The following improv segment saw them go through several epic key changes in a space-funk style on their way to the evening’s first older tune, “Silent Reflection,” off 2010’s Objects in the Abstract. This song begins with a great segment of full-band stops, which were positively more syncopated and off-the-wall than normal. These stops continued to reappear throughout the song, dovetailing wonderfully with McPherson’s expressive, yet blisteringly fast guitar work. To close out the set, the group played an unreleased tune, dubbed “Proxy.” This one had a very percussive sound, similar to a march but far, far wackier.
A brief jam segued this song into “Non Fiction,” off their latest LP. This one was another slower, more relaxed song, which reminded me a bit of the soundtrack for the Rainbow Road course in Mario Kart. It served well to remind the audience of the band’s versatility, as they are capable of making a slow song just as fun to listen to as a faster track. Martin’s jazzy drumming was very prominent during this song. This man is an absolute grooveshark, there is no way around saying it. Regardless of how fast or slow, of all the tempo changes and tricky mixed meters, he never stops grooving. Without this rock solid foundation, McPherson and YASU would be unable to turn heads in quite the same way.
As they made their way into the next composed section, I was delighted to realize they were playing one of my favorite originals, “Raindrops.” This version of the song was excellent, with YASU’s tasteful dynamics spotlighted in his Rhodes part, which actually does sound like falling raindrops. This song got a great dance party going, and segued nicely into another jam section. As he moved over to his synthesizers, I was reminded fondly of the synth work on Papadosio’s “The Bionic Man Meets His Past.” The crowd continued to dance slowly and dramatically as the band changed keys and continued the jam. The next track was another old one, “The Spotless Studio.” The intro to this delightful song conjured images in my head of a someone working late into the night writing music as a light Seattle rain dripped on the windows outside.
The overjoyed band members were quick to leave the stage to thank and bid farewell to the devoted fans who had remained until the show’s late ending.

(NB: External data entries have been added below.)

use std::sync::Arc;

use chrono::Utc;
use serde_json::Value;
use tokio::sync::{Mutex, RwLock};

use crate::{
    error::ApiError,
    tonal::{
        encoding::{ContentDecoder, GzipDecoder},
        headers::{self, Credentials},
        parse::Payload,
        transport::{ApiRequest, HttpTransport, ReqwestTransport},
    },
    types::{Envelope, TokenResponse, TokenState, UserToken},
};

/// Upper bound on response-body bytes copied into an envelope's error
/// message.
const ERROR_BODY_LIMIT: usize = 8 * 1024;

/// Static configuration for a [`TonalClient`].
#[derive(Debug, Clone)]
pub struct ClientConfig {
    /// Catalogue API base URL, no trailing slash.
    pub api_url: String,
    /// OAuth2 authorization page the user consents on.
    pub auth_url: String,
    /// OAuth2 token endpoint (code exchange and refresh).
    pub token_url: String,
    pub redirect_uri: String,
    pub scope: String,
    pub credentials: Credentials,
}

/// Façade over the Tonal catalogue API.
///
/// Owns the user token for the session (persisted copies are somebody
/// else's concern; the in-memory value here is the source of truth) and
/// sequences token validation, refresh and request dispatch for every
/// endpoint method. Endpoint methods live in the sibling modules as further
/// `impl TonalClient` blocks.
///
/// The transport and body decoder are strategy objects fixed at
/// construction; host applications pick the pair matching their
/// environment, tests inject doubles.
pub struct TonalClient {
    config: ClientConfig,
    transport: Arc<dyn HttpTransport>,
    decoder: Box<dyn ContentDecoder>,
    token: RwLock<Option<UserToken>>,
    refresh_gate: Mutex<()>,
}

impl TonalClient {
    /// Client with the default transport (reqwest, 30s timeout) and manual
    /// gzip negotiation.
    pub fn new(config: ClientConfig) -> Self {
        Self::with_parts(config, Arc::new(ReqwestTransport::new()), Box::new(GzipDecoder))
    }

    /// Client with explicit transport and decoder implementations.
    pub fn with_parts(
        config: ClientConfig,
        transport: Arc<dyn HttpTransport>,
        decoder: Box<dyn ContentDecoder>,
    ) -> Self {
        Self {
            config,
            transport,
            decoder,
            token: RwLock::new(None),
            refresh_gate: Mutex::new(()),
        }
    }

    pub fn config(&self) -> &ClientConfig {
        &self.config
    }

    /// Replace the stored token as a whole; `None` clears it (logout).
    ///
    /// Replacement is atomic behind the lock, so concurrent readers never
    /// observe a half-written token. There is no partial-field update.
    pub async fn set_token(&self, token: Option<UserToken>) {
        *self.token.write().await = token;
    }

    pub async fn current_token(&self) -> Option<UserToken> {
        self.token.read().await.clone()
    }

    /// Classify the stored token right now.
    pub async fn token_state(&self) -> TokenState {
        TokenState::classify(self.token.read().await.as_ref(), Utc::now().naive_utc())
    }

    /// Make sure a Valid token is in place for a user-scoped call,
    /// refreshing once if the stored token is expired.
    ///
    /// Fails fast, before any network I/O, when no token is set or when an
    /// expired token has no refresh token to renew with.
    async fn ensure_valid_token(&self) -> Result<(), ApiError> {
        let now = Utc::now().naive_utc();
        {
            let guard = self.token.read().await;
            match guard.as_ref() {
                None => return Err(ApiError::AuthenticationRequired("no token set")),
                Some(t) if t.state_at(now) == TokenState::Valid => return Ok(()),
                Some(_) => {} // expired; fall through to refresh
            }
        }
        self.refresh().await
    }

    /// Refresh the stored token using its refresh token.
    ///
    /// Refreshes are serialized by `refresh_gate`: concurrent callers that
    /// all observed Expired queue up here, and everyone after the first
    /// finds a Valid token on the re-check and returns without a second
    /// token-endpoint call. On rejection or transport failure the stored
    /// token is left untouched (still expired), so the caller can retry
    /// later or force a re-login.
    async fn refresh(&self) -> Result<(), ApiError> {
        let _gate = self.refresh_gate.lock().await;

        let now = Utc::now().naive_utc();
        let refresh_token = {
            let guard = self.token.read().await;
            match guard.as_ref() {
                None => return Err(ApiError::AuthenticationRequired("no token set")),
                Some(t) if t.state_at(now) == TokenState::Valid => return Ok(()),
                Some(t) => match t.refresh_token.clone() {
                    Some(r) => r,
                    None => {
                        return Err(ApiError::AuthenticationRequired(
                            "expired token has no refresh token",
                        ));
                    }
                },
            }
        };

        let form = vec![
            ("grant_type".to_string(), "refresh_token".to_string()),
            ("refresh_token".to_string(), refresh_token.clone()),
            ("client_id".to_string(), self.config.credentials.app_id.clone()),
            (
                "client_secret".to_string(),
                self.config.credentials.app_secret.clone(),
            ),
        ];

        let response = self
            .request_token(form)
            .await
            .map_err(|status| ApiError::TokenRefreshFailed { status })?;

        let mut renewed = response.into_user_token(Utc::now().naive_utc());
        if renewed.refresh_token.is_none() {
            // The endpoint may omit the refresh token when it does not
            // rotate; carry the old one forward.
            renewed.refresh_token = Some(refresh_token);
        }

        *self.token.write().await = Some(renewed);
        tracing::info!(target: "tonal", "access token refreshed");
        Ok(())
    }

    /// POST a grant form to the token endpoint and decode the response.
    ///
    /// `Err(Some(status))` is a rejection, `Err(None)` a transport failure;
    /// callers map these onto their own taxonomy variant.
    pub(crate) async fn request_token(
        &self,
        form: Vec<(String, String)>,
    ) -> Result<TokenResponse, Option<u16>> {
        let request = ApiRequest::post_form(&self.config.token_url, form);

        let response = match self.transport.execute(request).await {
            Ok(r) => r,
            Err(e) => {
                tracing::warn!(target: "tonal", error = %e, "token request failed in transport");
                return Err(None);
            }
        };

        if !response.is_success() {
            tracing::warn!(target: "tonal", status = response.status, "token endpoint rejected request");
            return Err(Some(response.status));
        }

        serde_json::from_slice::<TokenResponse>(&response.body).map_err(|e| {
            tracing::warn!(target: "tonal", error = %e, "token endpoint returned malformed body");
            Some(response.status)
        })
    }

    /// Run one catalogue GET through the full pipeline: auth headers,
    /// compression negotiation, dispatch, body decoding, payload parsing.
    ///
    /// Server and network outcomes are reported through the envelope; the
    /// only `Err` cases are the auth preconditions (no usable token) and a
    /// failed refresh.
    pub(crate) async fn get_list<T>(
        &self,
        path_and_query: &str,
        user: bool,
        payload: Payload,
        convert: impl Fn(&Value) -> Option<T>,
    ) -> Result<Envelope<Vec<T>>, ApiError> {
        let auth_headers = if user {
            self.ensure_valid_token().await?;
            let guard = self.token.read().await;
            headers::bearer(guard.as_ref(), Utc::now().naive_utc())?
        } else {
            let path = path_and_query
                .split('?')
                .next()
                .unwrap_or(path_and_query);
            headers::signed(
                &self.config.credentials,
                "GET",
                path,
                Utc::now().timestamp(),
                &headers::generate_nonce(),
            )
        };

        let url = format!("{}{}", self.config.api_url, path_and_query);
        let mut request = ApiRequest::get(&url);
        request.headers.extend(auth_headers);
        self.decoder.prepare(&mut request);

        tracing::debug!(target: "tonal", %url, user, "dispatching catalogue request");

        let response = match self.transport.execute(request).await {
            Ok(r) => r,
            Err(e) => {
                tracing::warn!(target: "tonal", error = %e, "catalogue request failed in transport");
                return Ok(Envelope::unreachable(e.to_string()));
            }
        };

        let status = response.status;
        let response_headers = response.headers.clone();

        let body = match self.decoder.unwrap_body(&response) {
            Ok(b) => b,
            Err(e) => return Ok(Envelope::failure(status, e.to_string(), response_headers)),
        };

        if !response.is_success() {
            return Ok(Envelope::failure(
                status,
                body_snippet(&body),
                response_headers,
            ));
        }

        let text = String::from_utf8_lossy(&body);
        match payload.parse(&text, convert) {
            Ok(items) => Ok(Envelope::success(items, status, response_headers)),
            Err(e) => Ok(Envelope::failure(
                status,
                format!("failed to parse response body: {e}"),
                response_headers,
            )),
        }
    }
}

/// Bounded, lossy rendering of an error response body.
fn body_snippet(body: &[u8]) -> String {
    let end = body.len().min(ERROR_BODY_LIMIT);
    String::from_utf8_lossy(&body[..end]).into_owned()
}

You could tell they had put a ton of effort into preparing for this event, and were very relieved to see it go off without a hitch. This was a special performance for all involved, and it has me extremely curious to see where these ProgJam nights can take the band in the future. I can imagine they should only improve as more fans of these styles of music show up, and the band becomes even more comfortable feeding off each other and the crowd in their improvisation.